Si seul l’arbitre sur le pré peut prendre une décision, le VAR, qui communique à volonté avec lui, peut lui suggérer de revenir sur une décision ou le prévenir en cas d’erreur ou d’action litigieuse ayant échappé à l’équipe d’arbitrage sur le terrain.

  • Qui seront les VAR et combien sont-ils ?

Au nombre de 13, les arbitres vidéo ont été sélectionnés par la FIFA au terme d’un processus de sélection parmi les meilleurs arbitres du monde. Il s’agit d’arbitres ayant expérimenté in situ l’arbitrage vidéo dans leur championnat (Portugal, Allemagne ou Italie en Europe par exemple). La France, qui n’appliquera la VAR au championnat de Ligue 1 qu’à partir de la saison prochaine, ne compte ainsi pas d’arbitres sélectionnés pour cet exercice spécifique.

Liste des VAR pour le Mondial 2018.

Par ailleurs, plusieurs arbitres et arbitres assistants, sélectionnés pour officier au sifflet pendant la Coupe du monde (retrouvez la liste des 35 ici) pourront aussi devenir arbitres vidéo durant l’épreuve. Leur désignation aura lieu avant chaque rencontre, comme le reste de l’équipe d’arbitrage.

En tenue sur leur chaise – le président de la commission des arbitres de la FIFA, Pierluigi Collina, y tient –, chacun arbitrera au maximum une rencontre par jour. « Ils vont transpirer comme sur le terrain, assure l’ancien arbitre international. Ce n’est pas comme regarder un match sur son canapé en buvant un café. » Assistés de trois arbitres vidéo assistants, et de quatre opérateurs Hawk-Eye (la société ayant mis en place l’arbitrage vidéo au tennis, désormais partenaire de la FIFA), chacun a son rôle défini.

  • Comment fonctionne-t-elle précisément ?

Dans chaque stade du Mondial, 33 caméras envoient leurs images par fibre optique à la VOR, à Moscou. Face aux arbitres, un écran principal et une série de plus petits moniteurs diffusant le match avec trois secondes de retard. Dans la cabine de cet « œil de Moscou », le VAR et ses assistants auront chacun leur mission. « Le VAR principal communique avec l’arbitre central et peut lui suggérer de venir vérifier les images, développe Roberto Rosetti, responsable du projet VAR pour la FIFA. Son premier assistant suit le direct pendant une vérification. Le second se focalise sur les situations de hors-jeu, et le dernier épaule le VAR et s’assure du respect du protocole. »

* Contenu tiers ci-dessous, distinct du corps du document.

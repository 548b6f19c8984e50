use crate::comparison::domain::VendorDataset;
use crate::shared::Result;

/// VendorDatasetRepository port for obtaining the vendor table
///
/// Implementations parse their source through the same validated schema,
/// so every dataset reaching the calculators has its defaults resolved.
pub trait VendorDatasetRepository {
    /// Loads and validates the dataset
    ///
    /// # Errors
    /// Returns an error if:
    /// - The source cannot be read
    /// - The content does not match the vendor schema
    /// - A record fails validation
    fn load_dataset(&self) -> Result<VendorDataset>;

    /// Human-readable description of where the dataset comes from
    fn source(&self) -> String;
}

impl<T: VendorDatasetRepository + ?Sized> VendorDatasetRepository for Box<T> {
    fn load_dataset(&self) -> Result<VendorDataset> {
        (**self).load_dataset()
    }

    fn source(&self) -> String {
        (**self).source()
    }
}
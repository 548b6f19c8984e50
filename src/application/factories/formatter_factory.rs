use crate::adapters::outbound::formatters::{JsonFormatter, MarkdownFormatter};
use crate::application::dto::OutputFormat;
use crate::ports::outbound::ReportFormatter;

/// Factory for creating report formatters
///
/// This factory encapsulates the creation logic for different formatter implementations,
/// following the Factory Pattern. It belongs in the application layer as it orchestrates
/// the selection of infrastructure adapters based on application needs.
pub struct FormatterFactory;

impl FormatterFactory {
    /// Creates a formatter instance for the specified output format
    ///
    /// # Examples
    /// ```
    /// use nac_compare::application::dto::OutputFormat;
    /// use nac_compare::application::factories::FormatterFactory;
    ///
    /// let formatter = FormatterFactory::create(OutputFormat::Json);
    /// ```
    pub fn create(format: OutputFormat) -> Box<dyn ReportFormatter> {
        match format {
            OutputFormat::Json => Box::new(JsonFormatter::new()),
            OutputFormat::Markdown => Box::new(MarkdownFormatter::new()),
        }
    }

    /// Returns the progress message for the specified output format
    ///
    /// # Examples
    /// ```
    /// use nac_compare::application::dto::OutputFormat;
    /// use nac_compare::application::factories::FormatterFactory;
    ///
    /// let message = FormatterFactory::progress_message(OutputFormat::Json);
    /// assert_eq!(message, "📝 Generating JSON report...");
    /// ```
    pub fn progress_message(format: OutputFormat) -> &'static str {
        match format {
            OutputFormat::Json => "📝 Generating JSON report...",
            OutputFormat::Markdown => "📝 Generating Markdown report...",
        }
    }
}
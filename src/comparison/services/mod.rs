pub mod business_value;
pub mod compliance_scorer;
pub mod financial_analysis;
pub mod metadata_generator;
pub mod metrics_aggregator;
pub mod operational;
pub mod recommendation;
pub mod risk_scorer;
pub mod roi_calculator;
pub mod tco_calculator;
pub mod zero_trust;

#[cfg(test)]
pub(crate) mod test_support;

pub use business_value::BusinessValueCalculator;
pub use compliance_scorer::ComplianceScorer;
pub use financial_analysis::FinancialAnalyzer;
pub use metadata_generator::MetadataGenerator;
pub use metrics_aggregator::MetricsAggregator;
pub use operational::OperationalEstimator;
pub use recommendation::RecommendationEngine;
pub use risk_scorer::RiskScorer;
pub use roi_calculator::RoiCalculator;
pub use tco_calculator::TcoCalculator;
pub use zero_trust::ZeroTrustClassifier;
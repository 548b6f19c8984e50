/// ProgressReporter port for user-facing status messages
///
/// Diagnostics go through `tracing`; this port carries only the short
/// messages a user running the CLI should see.
pub trait ProgressReporter {
    /// Reports a progress message
    fn report(&self, message: &str);

    /// Reports an error or warning message
    fn report_error(&self, message: &str);

    /// Reports completion of an operation
    fn report_completion(&self, message: &str);
}
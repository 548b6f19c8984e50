/// Ports for the hexagonal layout
///
/// Inbound ports are what the CLI drives (vendor comparison and listing);
/// outbound ports are what the use case needs from infrastructure
/// (vendor datasets, report formatting, output, progress messages).
pub mod inbound;
pub mod outbound;
//! Asynchronous DRM event delivery
//!
//! Events are keyed by asset URI. Each URI has at most one subscriber;
//! re-subscribing replaces the previous subscription. Events published for a
//! URI with no subscriber are dropped, not buffered.

use crate::types::{AssetSnapshot, FailureReason};
use chrono::{DateTime, Utc};
use std::collections::HashMap;
use std::panic::{catch_unwind, AssertUnwindSafe};
use std::sync::Arc;
use tokio::sync::{mpsc, RwLock};
use tracing::{debug, error};
use url::Url;

/// Asynchronous DRM event for a single asset
#[derive(Debug, Clone)]
pub enum DrmEvent {
    /// The asset is ready for playback
    AssetCanPlay,
    /// Fresh status snapshot, published in response to a status check
    AssetStatus(AssetSnapshot),
    /// A license was acquired; terminal for the acquisition attempt
    LicenseAcquired {
        license_expiry: Option<DateTime<Utc>>,
        purchase_expiry: Option<DateTime<Utc>>,
    },
    /// The acquisition attempt failed; terminal
    LicenseFailed(FailureReason),
    /// The asset was unregistered and its license material revoked
    Unregistered,
    /// The asset's local content file is missing
    FileNotFound,
}

impl DrmEvent {
    /// Terminal events end an acquisition attempt; no further state change
    /// is expected for that attempt.
    pub fn is_terminal(&self) -> bool {
        matches!(
            self,
            DrmEvent::LicenseAcquired { .. } | DrmEvent::LicenseFailed(_)
        )
    }

    /// Event name for logs
    pub fn name(&self) -> &'static str {
        match self {
            DrmEvent::AssetCanPlay => "asset_can_play",
            DrmEvent::AssetStatus(_) => "asset_status",
            DrmEvent::LicenseAcquired { .. } => "license_acquired",
            DrmEvent::LicenseFailed(_) => "license_failed",
            DrmEvent::Unregistered => "unregistered",
            DrmEvent::FileNotFound => "file_not_found",
        }
    }
}

/// Per-asset event dispatch.
///
/// Delivery is FIFO per asset URI. There is no ordering guarantee across
/// different URIs. Publishing enqueues synchronously; subscribers consume on
/// their own tasks.
#[derive(Clone, Default)]
pub struct EventBus {
    subscribers: Arc<RwLock<HashMap<String, mpsc::UnboundedSender<DrmEvent>>>>,
}

impl EventBus {
    pub fn new() -> Self {
        Self::default()
    }

    /// Subscribe to events for one asset URI.
    ///
    /// Replaces any existing subscription for that URI; the previous
    /// receiver's channel closes.
    pub async fn subscribe(&self, asset_uri: &Url) -> mpsc::UnboundedReceiver<DrmEvent> {
        let (tx, rx) = mpsc::unbounded_channel();
        let previous = self
            .subscribers
            .write()
            .await
            .insert(asset_uri.as_str().to_string(), tx);
        if previous.is_some() {
            debug!(asset = %asset_uri, "Replaced existing event subscription");
        }
        rx
    }

    /// Subscribe with a callback instead of a channel.
    ///
    /// The callback runs on a spawned task. A panicking callback is caught
    /// and logged; the bus keeps serving that subscriber and all others.
    pub async fn subscribe_with<F>(&self, asset_uri: &Url, callback: F)
    where
        F: Fn(DrmEvent) + Send + 'static,
    {
        let mut rx = self.subscribe(asset_uri).await;
        let asset = asset_uri.to_string();
        tokio::spawn(async move {
            while let Some(event) = rx.recv().await {
                let name = event.name();
                if catch_unwind(AssertUnwindSafe(|| callback(event))).is_err() {
                    error!(asset = %asset, event = name, "Event callback panicked");
                }
            }
        });
    }

    /// Remove the subscription for an asset URI, if any.
    pub async fn unsubscribe(&self, asset_uri: &Url) {
        self.subscribers.write().await.remove(asset_uri.as_str());
    }

    /// Publish an event to the current subscriber for the asset URI.
    ///
    /// Events for URIs with no live subscriber are dropped.
    pub async fn publish(&self, asset_uri: &Url, event: DrmEvent) {
        let name = event.name();
        let stale = {
            let subs = self.subscribers.read().await;
            match subs.get(asset_uri.as_str()) {
                Some(tx) => tx.send(event).is_err(),
                None => {
                    debug!(asset = %asset_uri, event = name, "No subscriber, event dropped");
                    false
                }
            }
        };
        // The receiver was dropped without unsubscribing; forget the sender.
        if stale {
            self.subscribers.write().await.remove(asset_uri.as_str());
            debug!(asset = %asset_uri, event = name, "Subscriber gone, event dropped");
        }
    }
}

impl std::fmt::Debug for EventBus {
    fn fmt(&self, f: &mut std::fmt::Formatter<'_>) -> std::fmt::Result {
        f.debug_struct("EventBus").finish_non_exhaustive()
    }
}

#[cfg(test)]
mod tests {
    use super::*;
    use std::sync::atomic::{AtomicUsize, Ordering};

    fn asset() -> Url {
        Url::parse("https://cdn.example.com/a1.wvm").unwrap()
    }

    #[tokio::test]
    async fn test_publish_without_subscriber_does_not_panic() {
        let bus = EventBus::new();
        bus.publish(&asset(), DrmEvent::AssetCanPlay).await;
    }

    #[tokio::test]
    async fn test_publish_and_subscribe() {
        let bus = EventBus::new();
        let mut rx = bus.subscribe(&asset()).await;
        bus.publish(&asset(), DrmEvent::Unregistered).await;
        let event = rx.recv().await.unwrap();
        assert!(matches!(event, DrmEvent::Unregistered));
    }

    #[tokio::test]
    async fn test_fifo_per_key() {
        let bus = EventBus::new();
        let mut rx = bus.subscribe(&asset()).await;
        bus.publish(&asset(), DrmEvent::AssetCanPlay).await;
        bus.publish(&asset(), DrmEvent::Unregistered).await;
        assert!(matches!(rx.recv().await.unwrap(), DrmEvent::AssetCanPlay));
        assert!(matches!(rx.recv().await.unwrap(), DrmEvent::Unregistered));
    }

    #[tokio::test]
    async fn test_resubscribe_replaces_previous() {
        let bus = EventBus::new();
        let mut first = bus.subscribe(&asset()).await;
        let mut second = bus.subscribe(&asset()).await;

        bus.publish(&asset(), DrmEvent::AssetCanPlay).await;

        // Only the latest subscriber receives events
        assert!(matches!(second.recv().await.unwrap(), DrmEvent::AssetCanPlay));
        // The replaced channel is closed
        assert!(first.recv().await.is_none());
    }

    #[tokio::test]
    async fn test_events_isolated_per_key() {
        let bus = EventBus::new();
        let other = Url::parse("https://cdn.example.com/a2.wvm").unwrap();
        let mut rx = bus.subscribe(&asset()).await;
        let mut other_rx = bus.subscribe(&other).await;

        bus.publish(&asset(), DrmEvent::AssetCanPlay).await;
        assert!(matches!(rx.recv().await.unwrap(), DrmEvent::AssetCanPlay));
        assert!(other_rx.try_recv().is_err());
    }

    #[tokio::test]
    async fn test_callback_panic_is_isolated() {
        let bus = EventBus::new();
        let delivered = Arc::new(AtomicUsize::new(0));
        let counter = delivered.clone();

        bus.subscribe_with(&asset(), move |event| {
            if matches!(event, DrmEvent::FileNotFound) {
                panic!("callback failure");
            }
            counter.fetch_add(1, Ordering::SeqCst);
        })
        .await;

        bus.publish(&asset(), DrmEvent::FileNotFound).await;
        bus.publish(&asset(), DrmEvent::AssetCanPlay).await;

        // The panicking delivery is swallowed; the next one still arrives
        tokio::time::sleep(std::time::Duration::from_millis(50)).await;
        assert_eq!(delivered.load(Ordering::SeqCst), 1);
    }

    #[test]
    fn test_terminal_classification() {
        assert!(DrmEvent::LicenseAcquired {
            license_expiry: None,
            purchase_expiry: None
        }
        .is_terminal());
        assert!(DrmEvent::LicenseFailed(FailureReason::Denied).is_terminal());
        assert!(!DrmEvent::AssetCanPlay.is_terminal());
        assert!(!DrmEvent::Unregistered.is_terminal());
    }
}
/// Background re-verification of a stale record: expiry demotion plus a
/// check that the stored license material is still present.
async fn verify_record(
    registry: &AssetRegistry,
    store: &Arc<dyn LicenseStore>,
    asset_uri: &Url,
) -> Option<AssetSnapshot> {
    let snapshot = registry.effective(asset_uri).await?;
    if snapshot.status == AssetStatus::Licensed && !store.exists(asset_uri.as_str()).await {
        warn!(asset = %asset_uri, "License material missing from store");
        return registry.mark_failed(asset_uri).await;
    }
    registry.mark_verified(asset_uri).await;
    registry.get(asset_uri).await
}

impl std::fmt::Debug for DrmClient {
    fn fmt(&self, f: &mut std::fmt::Formatter<'_>) -> std::fmt::Result {
        f.debug_struct("DrmClient")
            .field("config", &self.config)
            .finish_non_exhaustive()
    }
}

#[cfg(test)]
mod tests {
    use super::*;

    #[tokio::test]
    async fn test_unknown_asset_operations_fail_not_found() {
        let client = DrmClient::new(ClientConfig::default());
        let uri = Url::parse("https://cdn.example.com/none.wvm").unwrap();

        assert!(matches!(
            client.asset_status(&uri).await,
            Err(Error::NotFound { .. })
        ));
        assert!(matches!(
            client.check_asset_status(&uri).await,
            Err(Error::NotFound { .. })
        ));
        assert!(matches!(
            client.unregister_asset(&uri).await,
            Err(Error::NotFound { .. })
        ));
        assert!(matches!(
            client.play_local_asset(&uri).await,
            Err(Error::NotFound { .. })
        ));
    }

    #[tokio::test]
    async fn test_register_local_asset_missing_file() {
        let client = DrmClient::new(ClientConfig::default());
        let uri = Url::parse("file:///media/a1.wvm").unwrap();
        let license = Url::parse("https://lic.example.com/a1").unwrap();
        let mut events = client.subscribe(&uri).await;

        let result = client
            .register_local_asset(&uri, &license, Path::new("/definitely/not/here.wvm"))
            .await;

        assert!(matches!(result, Err(Error::FileNotFound { .. })));
        assert!(matches!(
            events.recv().await.unwrap(),
            DrmEvent::FileNotFound
        ));
        let status = client.asset_status(&uri).await.unwrap();
        assert_eq!(status.status, AssetStatus::Failed);
    }
}
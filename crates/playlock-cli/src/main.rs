//! Playlock CLI - Headless DRM Client
//!
//! Features:
//! - License acquisition and renewal against a license server
//! - Asset status checks with remaining license/purchase time
//! - Playback URL resolution for remote and local assets
//! - Stored license inspection and revocation

use clap::{Parser, Subcommand};
use playlock_core::{ClientConfig, DrmClient, FsLicenseStore, HttpLicenseService, RetryPolicy};
use std::path::PathBuf;
use std::sync::Arc;
use std::time::Duration;

mod commands;
mod output;

/// Playlock CLI - DRM license lifecycle toolkit
#[derive(Parser)]
#[command(name = "playlock")]
#[command(version)]
#[command(about = "DRM license acquisition and playback toolkit", long_about = None)]
struct Cli {
    /// Enable verbose output
    #[arg(short, long)]
    verbose: bool,

    /// Output format (text, json)
    #[arg(short, long, default_value = "text")]
    format: String,

    /// Directory holding persisted license material
    #[arg(long, default_value = ".playlock-store")]
    store_dir: PathBuf,

    /// Deadline in seconds for a terminal license event
    #[arg(long, default_value = "30")]
    deadline: u64,

    #[command(subcommand)]
    command: Commands,
}

#[derive(Subcommand)]
enum Commands {
    /// Acquire a license for an asset
    Acquire {
        /// Asset URI
        asset: String,

        /// License server URI
        license: String,

        /// Local content path for a downloaded asset
        #[arg(short, long)]
        local: Option<PathBuf>,
    },

    /// Check asset status and remaining license time
    Status {
        /// Asset URI
        asset: String,

        /// License server URI
        license: String,
    },

    /// Resolve a playback URL for a remote asset
    Play {
        /// Asset URI
        asset: String,

        /// License server URI
        license: String,
    },

    /// Resolve a playback URL for a downloaded asset
    PlayLocal {
        /// Asset URI
        asset: String,

        /// License server URI
        license: String,

        /// Local content path
        path: PathBuf,
    },

    /// Remove persisted license material for an asset
    Revoke {
        /// Asset URI
        asset: String,
    },

    /// List persisted licenses in the store directory
    Licenses,
}

#[tokio::main]
async fn main() -> anyhow::Result<()> {
    let cli = Cli::parse();

    // Initialize tracing
    let level = if cli.verbose { "debug" } else { "warn" };
    tracing_subscriber::fmt().with_env_filter(level).init();

    let config = ClientConfig {
        play_deadline: Duration::from_secs(cli.deadline),
        retry: RetryPolicy::default(),
        ..ClientConfig::default()
    };
    let service = Arc::new(HttpLicenseService::new(config.request_timeout));
    let store = Arc::new(FsLicenseStore::new(&cli.store_dir));
    let client = DrmClient::with_parts(config, service, store.clone());
    tracing::debug!(store = %cli.store_dir.display(), "DRM client ready");

    match cli.command {
        Commands::Acquire {
            asset,
            license,
            local,
        } => {
            commands::acquire(&client, &asset, &license, local, &cli.format).await?;
        }
        Commands::Status { asset, license } => {
            commands::status(&client, &asset, &license, &cli.format).await?;
        }
        Commands::Play { asset, license } => {
            commands::play(&client, &asset, &license).await?;
        }
        Commands::PlayLocal {
            asset,
            license,
            path,
        } => {
            commands::play_local(&client, &asset, &license, &path).await?;
        }
        Commands::Revoke { asset } => {
            commands::revoke(store.as_ref(), &asset).await?;
        }
        Commands::Licenses => {
            commands::licenses(&cli.store_dir)?;
        }
    }

    Ok(())
}
//! Core types for the playlock DRM client

use chrono::{DateTime, Utc};
use serde::{Deserialize, Serialize};
use std::path::PathBuf;
use std::time::Duration;
use url::Url;

/// License state of a protected asset
#[derive(Debug, Clone, Copy, PartialEq, Eq, Hash, Serialize, Deserialize)]
#[serde(rename_all = "snake_case")]
pub enum AssetStatus {
    /// Not known to the registry (or explicitly removed)
    Unregistered,
    /// Registration or renewal in progress, license not yet acquired
    Registering,
    /// Valid license held
    Licensed,
    /// License held but its time window has elapsed
    LicenseExpired,
    /// Last acquisition attempt failed and no usable license is held
    Failed,
}

impl AssetStatus {
    /// Returns true if the transition to `next` is allowed.
    ///
    /// `Licensed -> Registering` is only reachable through the explicit
    /// renewal entry point; see [`crate::registry::AssetRegistry::begin_renewal`].
    pub fn can_transition_to(&self, next: AssetStatus) -> bool {
        use AssetStatus::*;
        match (self, next) {
            // Explicit unregister is allowed from anywhere
            (_, Unregistered) => true,
            (Unregistered, Registering) => true,
            (Registering, Licensed) | (Registering, Failed) => true,
            // Held license ages out
            (Licensed, LicenseExpired) => true,
            // Renewal re-enters acquisition
            (LicenseExpired, Registering) => true,
            (Failed, Registering) => true,
            // Guarded: only begin_renewal may take this edge
            (Licensed, Registering) => false,
            _ => false,
        }
    }

    /// Returns true if a usable license is currently held.
    pub fn is_playable(&self) -> bool {
        matches!(self, AssetStatus::Licensed)
    }
}

impl std::fmt::Display for AssetStatus {
    fn fmt(&self, f: &mut std::fmt::Formatter<'_>) -> std::fmt::Result {
        match self {
            AssetStatus::Unregistered => write!(f, "unregistered"),
            AssetStatus::Registering => write!(f, "registering"),
            AssetStatus::Licensed => write!(f, "licensed"),
            AssetStatus::LicenseExpired => write!(f, "license-expired"),
            AssetStatus::Failed => write!(f, "failed"),
        }
    }
}

/// Why a license acquisition attempt failed
#[derive(Debug, Clone, Copy, PartialEq, Eq, Hash, Serialize, Deserialize)]
#[serde(rename_all = "snake_case")]
pub enum FailureReason {
    /// Transient transport failure (retried before surfacing)
    Network,
    /// The license server rejected the request
    Denied,
    /// The server response could not be parsed
    Malformed,
    /// The license or purchase window has elapsed
    Expired,
}

impl std::fmt::Display for FailureReason {
    fn fmt(&self, f: &mut std::fmt::Formatter<'_>) -> std::fmt::Result {
        match self {
            FailureReason::Network => write!(f, "network"),
            FailureReason::Denied => write!(f, "denied"),
            FailureReason::Malformed => write!(f, "malformed"),
            FailureReason::Expired => write!(f, "expired"),
        }
    }
}

/// Point-in-time view of a registered asset.
///
/// Snapshots are immutable copies; they are handed to callers and carried in
/// [`crate::events::DrmEvent::AssetStatus`] events. Mutating the registry
/// does not affect snapshots already taken.
#[derive(Debug, Clone, Serialize, Deserialize)]
pub struct AssetSnapshot {
    /// Asset identifier (unique key)
    pub asset_uri: Url,
    /// License service endpoint for this asset
    pub license_uri: Url,
    /// Local content path, if the asset has been downloaded
    pub local_path: Option<PathBuf>,
    /// Current license state
    pub status: AssetStatus,
    /// License expiry, if a license has been acquired
    pub license_expiry: Option<DateTime<Utc>>,
    /// Purchase-window expiry; independent of the license expiry because a
    /// rental window and its playback license may end at different times
    pub purchase_expiry: Option<DateTime<Utc>>,
    /// When the registry last verified this record against the license
    pub last_verified: DateTime<Utc>,
}

impl AssetSnapshot {
    /// Time remaining on the license, clamped to zero once expired.
    pub fn license_time_remaining(&self) -> Duration {
        Self::remaining(self.license_expiry)
    }

    /// Time remaining in the purchase window, clamped to zero once elapsed.
    pub fn purchase_time_remaining(&self) -> Duration {
        Self::remaining(self.purchase_expiry)
    }

    /// Returns true if a license was acquired but its window has elapsed.
    pub fn is_license_expired(&self) -> bool {
        match self.license_expiry {
            Some(expiry) => expiry <= Utc::now(),
            None => false,
        }
    }

    fn remaining(expiry: Option<DateTime<Utc>>) -> Duration {
        match expiry {
            Some(expiry) => (expiry - Utc::now()).to_std().unwrap_or(Duration::ZERO),
            None => Duration::ZERO,
        }
    }
}

/// Retry policy for transient license-service failures
#[derive(Debug, Clone, PartialEq, Eq)]
pub struct RetryPolicy {
    /// Maximum retry attempts after the initial request
    pub max_retries: u32,
    /// Delay before the first retry; doubles on each subsequent attempt
    pub base_delay: Duration,
    /// Upper bound on the backoff delay
    pub max_delay: Duration,
}

impl Default for RetryPolicy {
    fn default() -> Self {
        Self {
            max_retries: 3,
            base_delay: Duration::from_secs(1),
            max_delay: Duration::from_secs(30),
        }
    }
}

impl RetryPolicy {
    pub fn new(max_retries: u32, base_delay: Duration, max_delay: Duration) -> Self {
        Self {
            max_retries,
            base_delay,
            max_delay,
        }
    }

    /// Exponential backoff delay before retry `attempt` (1-based).
    /// Attempt 0 is the initial request and carries no delay.
    pub fn delay_for_attempt(&self, attempt: u32) -> Duration {
        if attempt == 0 {
            return Duration::ZERO;
        }
        let exponential = self.base_delay * 2_u32.saturating_pow(attempt.saturating_sub(1));
        exponential.min(self.max_delay)
    }
}

/// Client configuration
#[derive(Debug, Clone)]
pub struct ClientConfig {
    /// Deadline for a playback call to observe a terminal license event
    pub play_deadline: Duration,
    /// Age beyond which a cached asset status is re-verified on check
    pub status_ttl: Duration,
    /// Per-request timeout for license service round trips
    pub request_timeout: Duration,
    /// Retry policy for transient license-service failures
    pub retry: RetryPolicy,
}

impl Default for ClientConfig {
    fn default() -> Self {
        Self {
            play_deadline: Duration::from_secs(30),
            status_ttl: Duration::from_secs(3600),
            request_timeout: Duration::from_secs(10),
            retry: RetryPolicy::default(),
        }
    }
}

#[cfg(test)]
mod tests {
    use super::*;
    use chrono::TimeDelta;

    fn snapshot_with_expiry(
        license_expiry: Option<DateTime<Utc>>,
        purchase_expiry: Option<DateTime<Utc>>,
    ) -> AssetSnapshot {
        AssetSnapshot {
            asset_uri: Url::parse("https://cdn.example.com/a1.wvm").unwrap(),
            license_uri: Url::parse("https://lic.example.com/a1").unwrap(),
            local_path: None,
            status: AssetStatus::Licensed,
            license_expiry,
            purchase_expiry,
            last_verified: Utc::now(),
        }
    }

    #[test]
    fn test_status_transitions() {
        use AssetStatus::*;

        assert!(Unregistered.can_transition_to(Registering));
        assert!(Registering.can_transition_to(Licensed));
        assert!(Registering.can_transition_to(Failed));
        assert!(Licensed.can_transition_to(LicenseExpired));
        assert!(LicenseExpired.can_transition_to(Registering));
        assert!(Failed.can_transition_to(Registering));
        assert!(Licensed.can_transition_to(Unregistered));
        assert!(Registering.can_transition_to(Unregistered));

        // Licensed never silently re-enters acquisition
        assert!(!Licensed.can_transition_to(Registering));
        assert!(!Unregistered.can_transition_to(Licensed));
        assert!(!Failed.can_transition_to(Licensed));
    }

    #[test]
    fn test_license_time_remaining_future_expiry() {
        let snapshot = snapshot_with_expiry(Some(Utc::now() + TimeDelta::seconds(3600)), None);
        let remaining = snapshot.license_time_remaining();
        assert!(remaining > Duration::from_secs(3590));
        assert!(remaining <= Duration::from_secs(3600));
    }

    #[test]
    fn test_license_time_remaining_past_expiry_is_zero() {
        let snapshot = snapshot_with_expiry(Some(Utc::now() - TimeDelta::seconds(60)), None);
        assert_eq!(snapshot.license_time_remaining(), Duration::ZERO);
        assert!(snapshot.is_license_expired());
    }

    #[test]
    fn test_purchase_time_remaining_independent_of_license() {
        let snapshot = snapshot_with_expiry(
            Some(Utc::now() - TimeDelta::seconds(60)),
            Some(Utc::now() + TimeDelta::seconds(600)),
        );
        assert_eq!(snapshot.license_time_remaining(), Duration::ZERO);
        assert!(snapshot.purchase_time_remaining() > Duration::from_secs(590));
    }

    #[test]
    fn test_retry_policy_backoff() {
        let policy = RetryPolicy::default();
        assert_eq!(policy.delay_for_attempt(0), Duration::ZERO);
        assert_eq!(policy.delay_for_attempt(1), Duration::from_secs(1));
        assert_eq!(policy.delay_for_attempt(2), Duration::from_secs(2));
        assert_eq!(policy.delay_for_attempt(3), Duration::from_secs(4));
    }

    #[test]
    fn test_retry_policy_backoff_capped() {
        let policy = RetryPolicy::new(10, Duration::from_secs(1), Duration::from_secs(8));
        assert_eq!(policy.delay_for_attempt(10), Duration::from_secs(8));
        assert_eq!(policy.delay_for_attempt(31), Duration::from_secs(8));
    }

    #[test]
    fn test_client_config_defaults() {
        let config = ClientConfig::default();
        assert_eq!(config.play_deadline, Duration::from_secs(30));
        assert_eq!(config.status_ttl, Duration::from_secs(3600));
        assert_eq!(config.retry.max_retries, 3);
    }
}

A tout moment, le VAR peut demander au technicien de diffuser sur son moniteur une action au ralenti, ou de changer l’angle d’une autre pour vérifier un numéro. Pendant ce temps, un de ses collègues ne perd pas des yeux le déroulement du reste de la partie.

Par ailleurs, deux caméras ont été ajoutées au dispositif pour se focaliser uniquement sur les situations de hors-jeu. En cas de doute, les arbitres assistants ont été exhortés à surseoir leur décision durant quelques secondes, afin de laisser le jeu se dérouler, quitte à annuler la décision après vidéo-arbitrage.

  • Comment ça va se passer dans les stades ?

Un arbitre allemand vérifiant une action sur l’écran en bord de terrain, lors d’un match de Bundesliga. / AXEL SCHMIDT / REUTERS

Le temps de vérification d’une situation entraîne un délai – l’un des principaux griefs des opposants à l’arbitrage vidéo –, n’en déplaise aux officiels de la FIFA qui affirment que ce nouveau dispositif ne retardera pas le jeu.

Consciente de l’importance de communiquer aux spectateurs, dans les stades et devant leur télévision, la FIFA a développé un système d’information sur les écrans géants des stades. Depuis la VOR, un membre de la FIFA pourra envoyer des informations aux diffuseurs et aux responsables des écrans géants dans les stades. Lesquels, à la différence du rugby notamment, n’afficheront aucun ralenti – pour ne pas mettre de pression sur l’arbitre – mais des messages d’explication ainsi que la décision de l’arbitre : but, pas but, hors-jeu…

  • Est-ce la fin des erreurs d’arbitrage ?

« L’arbitrage vidéo ne fait pas disparaître tout débat autour des décisions », constate l’arbitre néerlandais Bjorn Kuipers. Si les images « permettent d’éviter des erreurs grossières », selon le Français Clément Turpin, elles restent soumises à l’interprétation. Par ailleurs, le rôle des techniciens Hawk-Eye est primordial. Ce sont eux, employés d’une entreprise privée qui, en arrêtant l’image à tel ou tel moment, permettront à l’arbitre vidéo de prendre sa décision.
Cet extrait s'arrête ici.